Étant donné tout ce qui précède, force est de constater que les initiatives de ces ONG, de ces youtubeurs et de ces figures de l’écologie médiatique, loin de sensibiliser l’opinion publique aux problématiques socioécologiques, ne servent qu’à alimenter les illusions et les faux espoirs dominants, notamment en promouvant les idées suivantes :
- L’idée selon laquelle notre problème se résumerait au réchauffement climatique, à un taux de CO2 atmosphérique qu’il nous faudrait contrôler.
- L’idée selon laquelle le « développement durable » (les énergies dites « renouvelables », l’efficacité énergétique, etc., en bref : un ajustement technologique de la société industrielle) pourrait nous tirer d’affaire, endiguer le réchauffement climatique — et faire en sorte, accessoirement, même si cela a de plus en plus tendance à être éclipsé par la focalisation sur le climat, que la société industrielle devienne soutenable, respectueuse du monde naturel.

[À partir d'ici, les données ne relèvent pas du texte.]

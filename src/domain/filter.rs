// ==========================================
// 非洲关键矿产数据看板 - 查询过滤条件
// ==========================================
// 显式可枚举的可选约束组合；字段缺省即"不过滤"
// 合法性校验（代码可解析）在 API 层针对活动快照执行
// ==========================================

use crate::domain::production::StatKey;
use serde::{Deserialize, Serialize};
use std::collections::BTreeSet;

// ==========================================
// YearRange - 年份区间（闭区间）
// ==========================================
#[derive(Debug, Clone, Copy, PartialEq, Eq, Serialize, Deserialize)]
pub struct YearRange {
    pub start: i32,
    pub end: i32,
}

impl YearRange {
    pub fn new(start: i32, end: i32) -> Self {
        Self { start, end }
    }

    /// 区间是否为空（start > end，属非法输入）
    pub fn is_empty(&self) -> bool {
        self.start > self.end
    }

    pub fn contains(&self, year: i32) -> bool {
        (self.start..=self.end).contains(&year)
    }
}

// ==========================================
// QueryFilter - 查询过滤条件
// ==========================================

/// 查询过滤条件
///
/// 三个维度各自可选：国家集合、矿种集合、年份区间。
/// 代码在构建时统一大写，与快照键口径一致。
#[derive(Debug, Clone, Default, PartialEq, Serialize, Deserialize)]
pub struct QueryFilter {
    pub countries: Option<BTreeSet<String>>,
    pub minerals: Option<BTreeSet<String>>,
    pub years: Option<YearRange>,
}

impl QueryFilter {
    /// 无过滤条件（匹配全部）
    pub fn new() -> Self {
        Self::default()
    }

    /// 限定国家集合
    pub fn with_countries<I, S>(mut self, codes: I) -> Self
    where
        I: IntoIterator<Item = S>,
        S: AsRef<str>,
    {
        self.countries = Some(
            codes
                .into_iter()
                .map(|c| c.as_ref().trim().to_uppercase())
                .collect(),
        );
        self
    }

    /// 限定矿种集合
    pub fn with_minerals<I, S>(mut self, codes: I) -> Self
    where
        I: IntoIterator<Item = S>,
        S: AsRef<str>,
    {
        self.minerals = Some(
            codes
                .into_iter()
                .map(|c| c.as_ref().trim().to_uppercase())
                .collect(),
        );
        self
    }

    /// 限定年份区间（闭区间）
    pub fn with_years(mut self, start: i32, end: i32) -> Self {
        self.years = Some(YearRange::new(start, end));
        self
    }

    /// 判断一条产量统计键是否通过过滤
    pub fn matches(&self, key: &StatKey) -> bool {
        if let Some(countries) = &self.countries {
            if !countries.contains(&key.country) {
                return false;
            }
        }
        if let Some(minerals) = &self.minerals {
            if !minerals.contains(&key.mineral) {
                return false;
            }
        }
        if let Some(years) = &self.years {
            if !years.contains(key.year) {
                return false;
            }
        }
        true
    }
}

#[cfg(test)]
mod tests {
    use super::*;

    #[test]
    fn test_empty_filter_matches_everything() {
        let filter = QueryFilter::new();
        assert!(filter.matches(&StatKey::new("CD", "CO", 2023)));
    }

    #[test]
    fn test_filter_normalizes_codes_to_uppercase() {
        let filter = QueryFilter::new().with_countries(["cd"]).with_minerals(["co"]);
        assert!(filter.matches(&StatKey::new("CD", "CO", 2023)));
        assert!(!filter.matches(&StatKey::new("ZM", "CO", 2023)));
    }

    #[test]
    fn test_filter_year_range_is_inclusive() {
        let filter = QueryFilter::new().with_years(2021, 2023);
        assert!(filter.matches(&StatKey::new("CD", "CO", 2021)));
        assert!(filter.matches(&StatKey::new("CD", "CO", 2023)));
        assert!(!filter.matches(&StatKey::new("CD", "CO", 2024)));
    }

    #[test]
    fn test_year_range_empty() {
        assert!(YearRange::new(2024, 2020).is_empty());
        assert!(!YearRange::new(2020, 2020).is_empty());
    }
}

- L’idée selon laquelle à l’aide d’un ajustement économique (qu’on appellerait économie sociale et solidaire, économie du partage, économie collaborative, économie contributive, ou quelque jolie expression que les experts du marketing auraient inventée), la société industrielle pourrait devenir socialement juste, en plus de soutenable.
- L’idée selon laquelle, bien que récalcitrant, l’État serait techniquement en mesure de réaliser les fantasmes précités, et qu’il nous faudrait seulement l’y contraindre.
[…] Nous avons besoin de rien de moins que du démantèlement complet de la société industrielle mondialisée, de l’État, du capitalisme. Nous avons besoin d’une décroissance radicale, d’une dissolution de la société de masse au profit d’une multitude de sociétés véritablement démocratiques — fondées, donc, sur des technologies démocratiques. Ce que ni l’État ni son système judiciaire ne permettront ni n’encourageront jamais. Il va falloir se battre.
Gros +1.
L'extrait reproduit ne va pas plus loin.